* **WHAT IS EXPECTED**
A verbatim reproduction of every entry is the expected answer.
──────────
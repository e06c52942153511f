//! Enforcement configuration.

use crate::compiler::{CompilerOptions, MissingIdentityPolicy};
use crate::enforcement::retriever::DEFAULT_SEARCH_K;
use crate::error::{EnforcementError, EnforcementResult};
use crate::registry::{BackendKind, CapabilityRegistry};
use ragshield_proto::MetadataField;
use serde::{Deserialize, Serialize};
use std::collections::BTreeMap;
use std::path::Path;

/// Configuration of an [`Enforcer`](super::Enforcer).
///
/// Loaded once at startup, usually from a JSON file:
///
/// ```json
/// {
///   "missing_identity": "deny_all",
///   "enabled_backends": ["qdrant", "pgvector"],
///   "field_overrides": { "qdrant": { "topic": "metadata.topics" } },
///   "search_k": 8
/// }
/// ```
#[derive(Debug, Clone, PartialEq, Eq, Serialize, Deserialize)]
#[serde(default, deny_unknown_fields)]
pub struct EnforcementConfig {
    /// Behaviour for requests without an authentication context.
    pub missing_identity: MissingIdentityPolicy,
    /// Backends to accept. `None` accepts every builtin backend.
    pub enabled_backends: Option<Vec<BackendKind>>,
    /// Per-backend renames of native metadata keys.
    pub field_overrides: BTreeMap<BackendKind, BTreeMap<MetadataField, String>>,
    /// Documents fetched per search by handles built from this config.
    pub search_k: usize,
    /// Re-check retrieved documents against the compiled filter and drop
    /// any that do not satisfy it.
    pub verify_results: bool,
}

impl Default for EnforcementConfig {
    fn default() -> Self {
        Self {
            missing_identity: MissingIdentityPolicy::DenyAll,
            enabled_backends: None,
            field_overrides: BTreeMap::new(),
            search_k: DEFAULT_SEARCH_K,
            verify_results: false,
        }
    }
}

impl EnforcementConfig {
    /// Create a configuration with default values.
    pub fn new() -> Self {
        Self::default()
    }

    /// Parse a configuration from JSON.
    pub fn from_json(input: &str) -> EnforcementResult<Self> {
        let config: Self = serde_json::from_str(input)
            .map_err(|e| EnforcementError::Config(format!("invalid configuration: {}", e)))?;
        config.validate()?;
        Ok(config)
    }

    /// Load a configuration from a JSON file.
    pub fn from_json_file(path: impl AsRef<Path>) -> EnforcementResult<Self> {
        let path = path.as_ref();
        let input = std::fs::read_to_string(path).map_err(|e| {
            EnforcementError::Config(format!("cannot read {}: {}", path.display(), e))
        })?;
        Self::from_json(&input)
    }

    /// Set the missing-identity policy.
    pub fn with_missing_identity(mut self, policy: MissingIdentityPolicy) -> Self {
        self.missing_identity = policy;
        self
    }

    /// Restrict the accepted backends.
    pub fn with_enabled_backends(mut self, backends: impl IntoIterator<Item = BackendKind>) -> Self {
        self.enabled_backends = Some(backends.into_iter().collect());
        self
    }

    /// Rename the native key of a field on one backend.
    pub fn with_field_override(
        mut self,
        backend: BackendKind,
        field: MetadataField,
        name: impl Into<String>,
    ) -> Self {
        self.field_overrides
            .entry(backend)
            .or_default()
            .insert(field, name.into());
        self
    }

    /// Set the number of documents fetched per search.
    pub fn with_search_k(mut self, k: usize) -> Self {
        self.search_k = k;
        self
    }

    /// Enable or disable post-retrieval verification.
    pub fn with_verify_results(mut self, verify: bool) -> Self {
        self.verify_results = verify;
        self
    }

    /// Compiler options derived from this configuration.
    pub fn compiler_options(&self) -> CompilerOptions {
        CompilerOptions {
            missing_identity: self.missing_identity,
        }
    }

    /// Check value ranges.
    pub fn validate(&self) -> EnforcementResult<()> {
        if self.search_k == 0 {
            return Err(EnforcementError::Config("search_k must be at least 1".into()));
        }
        if let Some(enabled) = &self.enabled_backends {
            if let Some(kind) = self.field_overrides.keys().find(|k| !enabled.contains(*k)) {
                return Err(EnforcementError::Config(format!(
                    "field override for disabled backend {}",
                    kind
                )));
            }
        }
        Ok(())
    }

    /// Build the capability registry this configuration describes.
    pub fn build_registry(&self) -> EnforcementResult<CapabilityRegistry> {
        self.validate()?;
        let mut builder = CapabilityRegistry::builder();
        if let Some(enabled) = &self.enabled_backends {
            builder = builder.only(enabled);
        }
        for (backend, overrides) in &self.field_overrides {
            for (field, name) in overrides {
                builder = builder.override_field(*backend, *field, name.clone())?;
            }
        }
        Ok(builder.build())
    }
}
──────────
* **TASK RESPONSE**
repository e06c52942153511f
//! Enforcement configuration.

use crate::compiler::{CompilerOptions, MissingIdentityPolicy};
use crate::enforcement::retriever::DEFAULT_SEARCH_K;
use crate::error::{EnforcementError, EnforcementResult};
use crate::registry::{BackendKind, CapabilityRegistry};
use ragshield_proto::MetadataField;
use serde::{Deserialize, Serialize};
use std::collections::BTreeMap;
use std::path::Path;

/// Configuration of an [`Enforcer`](super::Enforcer).
///
/// Loaded once at startup, usually from a JSON file:
///
/// ```json
/// {
///   "missing_identity": "deny_all",
///   "enabled_backends": ["qdrant", "pgvector"],
///   "field_overrides": { "qdrant": { "topic": "metadata.topics" } },
///   "search_k": 8
/// }
/// ```
#[derive(Debug, Clone, PartialEq, Eq, Serialize, Deserialize)]
#[serde(default, deny_unknown_fields)]
pub struct EnforcementConfig {
    /// Behaviour for requests without an authentication context.
    pub missing_identity: MissingIdentityPolicy,
    /// Backends to accept. `None` accepts every builtin backend.
    pub enabled_backends: Option<Vec<BackendKind>>,
    /// Per-backend renames of native metadata keys.
    pub field_overrides: BTreeMap<BackendKind, BTreeMap<MetadataField, String>>,
    /// Documents fetched per search by handles built from this config.
    pub search_k: usize,
    /// Re-check retrieved documents against the compiled filter and drop
    /// any that do not satisfy it.
    pub verify_results: bool,
}

impl Default for EnforcementConfig {
    fn default() -> Self {
        Self {
            missing_identity: MissingIdentityPolicy::DenyAll,
            enabled_backends: None,
            field_overrides: BTreeMap::new(),
            search_k: DEFAULT_SEARCH_K,
            verify_results: false,
        }
    }
}

impl EnforcementConfig {
    /// Create a configuration with default values.
    pub fn new() -> Self {
        Self::default()
    }

    /// Parse a configuration from JSON.
    pub fn from_json(input: &str) -> EnforcementResult<Self> {
        let config: Self = serde_json::from_str(input)
            .map_err(|e| EnforcementError::Config(format!("invalid configuration: {}", e)))?;
        config.validate()?;
        Ok(config)
    }

    /// Load a configuration from a JSON file.
    pub fn from_json_file(path: impl AsRef<Path>) -> EnforcementResult<Self> {
        let path = path.as_ref();
        let input = std::fs::read_to_string(path).map_err(|e| {
            EnforcementError::Config(format!("cannot read {}: {}", path.display(), e))
        })?;
        Self::from_json(&input)
    }

    /// Set the missing-identity policy.
    pub fn with_missing_identity(mut self, policy: MissingIdentityPolicy) -> Self {
        self.missing_identity = policy;
        self
    }

    /// Restrict the accepted backends.
    pub fn with_enabled_backends(mut self, backends: impl IntoIterator<Item = BackendKind>) -> Self {
        self.enabled_backends = Some(backends.into_iter().collect());
        self
    }

    /// Rename the native key of a field on one backend.
    pub fn with_field_override(
        mut self,
        backend: BackendKind,
        field: MetadataField,
        name: impl Into<String>,
    ) -> Self {
        self.field_overrides
            .entry(backend)
            .or_default()
            .insert(field, name.into());
        self
    }

    /// Set the number of documents fetched per search.
    pub fn with_search_k(mut self, k: usize) -> Self {
        self.search_k = k;
        self
    }

    /// Enable or disable post-retrieval verification.
    pub fn with_verify_results(mut self, verify: bool) -> Self {
        self.verify_results = verify;
        self
    }

    /// Compiler options derived from this configuration.
    pub fn compiler_options(&self) -> CompilerOptions {
        CompilerOptions {
            missing_identity: self.missing_identity,
        }
    }

    /// Check value ranges.
    pub fn validate(&self) -> EnforcementResult<()> {
        if self.search_k == 0 {
            return Err(EnforcementError::Config("search_k must be at least 1".into()));
        }
        if let Some(enabled) = &self.enabled_backends {
            if let Some(kind) = self.field_overrides.keys().find(|k| !enabled.contains(*k)) {
                return Err(EnforcementError::Config(format!(
                    "field override for disabled backend {}",
                    kind
                )));
            }
        }
        Ok(())
    }

    /// Build the capability registry this configuration describes.
    pub fn build_registry(&self) -> EnforcementResult<CapabilityRegistry> {
        self.validate()?;
        let mut builder = CapabilityRegistry::builder();
        if let Some(enabled) = &self.enabled_backends {
            builder = builder.only(enabled);
        }
        for (backend, overrides) in &self.field_overrides {
            for (field, name) in overrides {
                builder = builder.override_field(*backend, *field, name.clone())?;
            }
        }
        Ok(builder.build())
    }
}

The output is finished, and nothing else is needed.